Journalist Carlton Reid joined us on our Chef Bike Tour in Sardinia and wrote about the experience for the Daily Mail. This week's blog is a repost of that article (the original can be found HERE).
Carlton is also co-host of the podcast The Spokesman.
My week in Sardinia following the lifestyle of the many islanders there who have lived to 100 - cycling, drinking red wine... and eating cheese infested with MAGGOTS
- Carlton Reid saddled up for a week-long cycling tour with Tourissimo
- The trip took him to Sardinia's 'Blue Zone', where many live to 100
Eat well, exercise daily, and mix with positive people. That’s the standard advice for those who want to live longer, and if you add some banned-in-the-EU pecorino cheese, it’s also the recipe for the Chef’s cycling tour, a one-week cycling and feasting trip into Sardinia’s ‘Blue Zone’ by Italian travel firm Tourissimo.
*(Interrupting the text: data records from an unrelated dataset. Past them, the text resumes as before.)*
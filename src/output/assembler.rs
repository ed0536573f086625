//! Ordered assembly of rendered pages
//!
//! Rendered artifacts are merged in lexicographic order of their local
//! paths, so the same set of pages always produces the same document.

use crate::command::is_non_empty_file;
use crate::output::merge::Merger;
use crate::workspace::{LogKind, RunLogs};
use crate::SiteBookError;
use std::path::{Path, PathBuf};
use std::sync::Arc;

/// Outcome of a successful merge
#[derive(Debug, Clone, PartialEq, Eq)]
pub struct MergeReport {
    /// Number of documents merged
    pub merged: usize,

    /// Number of pages left out because they failed to render
    pub excluded: usize,

    /// The merged document
    pub output: PathBuf,
}

/// Sorts rendered artifacts into merge order
///
/// # Example
///
/// ```
/// use sitebook::output::merge_order;
/// use std::path::PathBuf;
///
/// let rendered: Vec<PathBuf> = ["b.pdf", "a_b.pdf", "a.pdf"].iter().map(PathBuf::from).collect();
/// let order = merge_order(&rendered);
/// assert_eq!(order[0], PathBuf::from("a.pdf"));
/// assert_eq!(order[2], PathBuf::from("b.pdf"));
/// ```
pub fn merge_order(rendered: &[PathBuf]) -> Vec<PathBuf> {
    let mut order = rendered.to_vec();
    order.sort();
    order.dedup();
    order
}

/// Merges rendered pages through a [`Merger`]
pub struct Assembler {
    merger: Arc<dyn Merger>,
    logs: Arc<RunLogs>,
}

impl Assembler {
    pub fn new(merger: Arc<dyn Merger>, logs: Arc<RunLogs>) -> Self {
        Self { merger, logs }
    }

    /// Merges `rendered` into `output`
    ///
    /// # Steps
    ///
    /// 1. Sort the artifacts by local path
    /// 2. Fail with `NoSuccessfulRenders` when there is nothing to merge
    /// 3. Record the input order in `merge.log` and call the merger
    /// 4. Check that the output exists and is non-empty
    ///
    /// # Errors
    ///
    /// * `NoSuccessfulRenders` - `rendered` is empty
    /// * `MergeFailed` - the merger failed or left no output
    pub async fn assemble(
        &self,
        rendered: &[PathBuf],
        excluded: usize,
        output: &Path,
    ) -> Result<MergeReport, SiteBookError> {
        let order = merge_order(rendered);

        if order.is_empty() {
            return Err(SiteBookError::NoSuccessfulRenders {
                failed: excluded,
                log: self.logs.path(LogKind::Render).to_path_buf(),
            });
        }

        let merge_log = self.logs.get(LogKind::Merge);
        merge_log.record(&format!(
            "merging {} documents into {} ({} excluded)",
            order.len(),
            output.display(),
            excluded
        ));
        for (position, path) in order.iter().enumerate() {
            merge_log.record(&format!("{:>4} {}", position + 1, path.display()));
        }

        if let Some(parent) = output.parent().filter(|p| !p.as_os_str().is_empty()) {
            tokio::fs::create_dir_all(parent).await?;
        }

        let diagnostics = match self.merger.merge(&order, output).await {
            Ok(diagnostics) => diagnostics,
            Err(e) => {
                merge_log.record(&format!("merge failed: {}", e));
                return Err(self.merge_failed(e.to_string()));
            }
        };
        if !diagnostics.is_empty() {
            merge_log.record(&diagnostics);
        }

        if !is_non_empty_file(output).await {
            let message = format!("{} is missing or empty", output.display());
            merge_log.record(&format!("merge failed: {}", message));
            return Err(self.merge_failed(message));
        }

        tracing::info!("Merged {} documents into {}", order.len(), output.display());

        Ok(MergeReport {
            merged: order.len(),
            excluded,
            output: output.to_path_buf(),
        })
    }

    fn merge_failed(&self, message: String) -> SiteBookError {
        SiteBookError::MergeFailed {
            message,
            log: self.logs.path(LogKind::Merge).to_path_buf(),
        }
    }
}

#[cfg(test)]
mod tests {
    use super::*;
    use crate::output::merge::MergeError;
    use async_trait::async_trait;
    use std::sync::Mutex;

    /// Writes the input names into the output, one per line
    #[derive(Default)]
    struct ListingMerger {
        calls: Mutex<Vec<Vec<PathBuf>>>,
    }

    #[async_trait]
    impl Merger for ListingMerger {
        async fn merge(&self, inputs: &[PathBuf], output: &Path) -> Result<String, MergeError> {
            self.calls.lock().unwrap().push(inputs.to_vec());
            let listing: Vec<_> = inputs.iter().map(|p| p.display().to_string()).collect();
            tokio::fs::write(output, listing.join("\n")).await.unwrap();
            Ok(String::new())
        }
    }

    struct BrokenMerger;

    #[async_trait]
    impl Merger for BrokenMerger {
        async fn merge(&self, _inputs: &[PathBuf], _output: &Path) -> Result<String, MergeError> {
            Err(MergeError::Failed("corrupt input".to_string()))
        }
    }

    fn logs(dir: &Path) -> Arc<RunLogs> {
        let logs_dir = dir.join("logs");
        std::fs::create_dir_all(&logs_dir).unwrap();
        Arc::new(RunLogs::open(&logs_dir).unwrap())
    }

    #[test]
    fn test_merge_order_is_deterministic() {
        let rendered = vec![
            PathBuf::from("r/guide_b.pdf"),
            PathBuf::from("r/index.pdf"),
            PathBuf::from("r/guide.pdf"),
            PathBuf::from("r/guide_a.pdf"),
        ];
        let mut shuffled = rendered.clone();
        shuffled.reverse();

        assert_eq!(merge_order(&rendered), merge_order(&shuffled));
        assert_eq!(
            merge_order(&rendered),
            vec![
                PathBuf::from("r/guide.pdf"),
                PathBuf::from("r/guide_a.pdf"),
                PathBuf::from("r/guide_b.pdf"),
                PathBuf::from("r/index.pdf"),
            ]
        );
    }

    #[tokio::test]
    async fn test_assemble_twice_gives_identical_order() {
        let dir = tempfile::tempdir().unwrap();
        let merger = Arc::new(ListingMerger::default());
        let assembler = Assembler::new(merger.clone(), logs(dir.path()));
        let rendered = vec![PathBuf::from("b.pdf"), PathBuf::from("a.pdf")];

        let first = assembler
            .assemble(&rendered, 1, &dir.path().join("one.pdf"))
            .await
            .unwrap();
        let reversed: Vec<_> = rendered.iter().rev().cloned().collect();
        assembler
            .assemble(&reversed, 1, &dir.path().join("two.pdf"))
            .await
            .unwrap();

        assert_eq!(first.merged, 2);
        assert_eq!(first.excluded, 1);
        let calls = merger.calls.lock().unwrap();
        assert_eq!(calls[0], calls[1]);
        assert_eq!(
            std::fs::read(dir.path().join("one.pdf")).unwrap(),
            std::fs::read(dir.path().join("two.pdf")).unwrap()
        );
    }

    #[tokio::test]
    async fn test_nothing_to_merge() {
        let dir = tempfile::tempdir().unwrap();
        let assembler = Assembler::new(Arc::new(ListingMerger::default()), logs(dir.path()));

        let result = assembler.assemble(&[], 3, &dir.path().join("out.pdf")).await;
        assert!(matches!(
            result,
            Err(SiteBookError::NoSuccessfulRenders { failed: 3, .. })
        ));
    }

    #[tokio::test]
    async fn test_merge_failure_is_fatal_and_logged() {
        let dir = tempfile::tempdir().unwrap();
        let logs = logs(dir.path());
        let assembler = Assembler::new(Arc::new(BrokenMerger), logs.clone());

        let result = assembler
            .assemble(&[PathBuf::from("a.pdf")], 0, &dir.path().join("out.pdf"))
            .await;

        match result {
            Err(e @ SiteBookError::MergeFailed { .. }) => assert_eq!(e.exit_code(), 6),
            other => panic!("unexpected result: {:?}", other),
        }
        let log = std::fs::read_to_string(logs.path(LogKind::Merge)).unwrap();
        assert!(log.contains("a.pdf"));
        assert!(log.contains("corrupt input"));
    }
}
use crate::config::types::CommandTemplate;
use std::path::{Path, PathBuf};

/// Values substituted into a [`CommandTemplate`]
///
/// Unset values leave their placeholder untouched, which validation rules
/// out for the placeholders each collaborator requires.
#[derive(Debug, Default, Clone)]
pub struct TemplateVars<'a> {
    pub url: Option<&'a str>,
    pub html: Option<&'a Path>,
    pub base: Option<&'a Path>,
    pub output: Option<&'a Path>,
    pub media: Option<&'a str>,
    pub timeout_secs: Option<u64>,
    pub inputs: &'a [PathBuf],
}

impl CommandTemplate {
    /// Expands the argument templates
    ///
    /// Substitution is plain token replacement on our own fixed placeholder
    /// names; values are never interpreted.
    pub fn expand(&self, vars: &TemplateVars<'_>) -> Vec<String> {
        let mut out = Vec::with_capacity(self.args.len() + vars.inputs.len());

        for arg in &self.args {
            if arg == "{inputs}" {
                out.extend(vars.inputs.iter().map(|p| p.to_string_lossy().into_owned()));
                continue;
            }

            let mut value = arg.clone();
            if let Some(url) = vars.url {
                value = value.replace("{url}", url);
            }
            if let Some(html) = vars.html {
                value = value.replace("{html}", &html.to_string_lossy());
            }
            if let Some(base) = vars.base {
                value = value.replace("{base}", &base.to_string_lossy());
            }
            if let Some(output) = vars.output {
                value = value.replace("{output}", &output.to_string_lossy());
            }
            if let Some(media) = vars.media {
                value = value.replace("{media}", media);
            }
            if let Some(timeout) = vars.timeout_secs {
                value = value.replace("{timeout}", &timeout.to_string());
            }
            out.push(value);
        }

        out
    }

    /// Returns true if any argument mentions `placeholder`
    pub fn mentions(&self, placeholder: &str) -> bool {
        self.args.iter().any(|a| a.contains(placeholder))
    }
}

#[cfg(test)]
mod tests {
    use super::*;

    #[test]
    fn test_expand_render_template() {
        let template = CommandTemplate::new(
            "weasyprint",
            &["--base-url", "{base}", "--media-type", "{media}", "{html}", "{output}"],
        );
        let vars = TemplateVars {
            html: Some(Path::new("/w/pages/a.html")),
            base: Some(Path::new("/w/pages")),
            output: Some(Path::new("/w/rendered/a.pdf")),
            media: Some("print"),
            ..Default::default()
        };

        assert_eq!(
            template.expand(&vars),
            vec![
                "--base-url",
                "/w/pages",
                "--media-type",
                "print",
                "/w/pages/a.html",
                "/w/rendered/a.pdf"
            ]
        );
    }

    #[test]
    fn test_expand_inputs_into_separate_args() {
        let template = CommandTemplate::new("pdfunite", &["{inputs}", "{output}"]);
        let inputs = vec![PathBuf::from("a.pdf"), PathBuf::from("b c.pdf")];
        let vars = TemplateVars {
            output: Some(Path::new("out.pdf")),
            inputs: &inputs,
            ..Default::default()
        };

        assert_eq!(template.expand(&vars), vec!["a.pdf", "b c.pdf", "out.pdf"]);
    }

    #[test]
    fn test_expand_inline_placeholder() {
        let template = CommandTemplate::new("fetch", &["--url={url}", "--timeout={timeout}s"]);
        let vars = TemplateVars {
            url: Some("https://ex.com/a?b=$1"),
            timeout_secs: Some(90),
            ..Default::default()
        };

        assert_eq!(
            template.expand(&vars),
            vec!["--url=https://ex.com/a?b=$1", "--timeout=90s"]
        );
    }

    #[test]
    fn test_mentions() {
        let template = CommandTemplate::new("x", &["--out={output}"]);
        assert!(template.mentions("{output}"));
        assert!(!template.mentions("{html}"));
    }
}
More about that dangerous cheese shortly, but first, about that Blue Zone. This is a mountainous region with a very high concentration of centenarians, those folks living to 100 and beyond. Centenarians such as Julio.
Julio had a shepherd’s diet of fresh fruit, hard bread, and Sardinian red wine and was still cycling daily at the age of 104.
Julio is no longer with us, but his tales live on during this foodie cycling trip.
Over long lunches on healthful bike rides into the Blue Zone Tourissimo guide Renato Matta would talk of Julio.
‘He died in 2020 at the age of one hundred and five years old, so not that bad,’ explained Renato.
‘Julio often complained about his son,’ continued Renato, ‘saying he was lazy; he was wasting his life watching TV all day, sitting on the couch, doing nothing. I asked, “How old is your son, Julio?” He is 80, he replied!’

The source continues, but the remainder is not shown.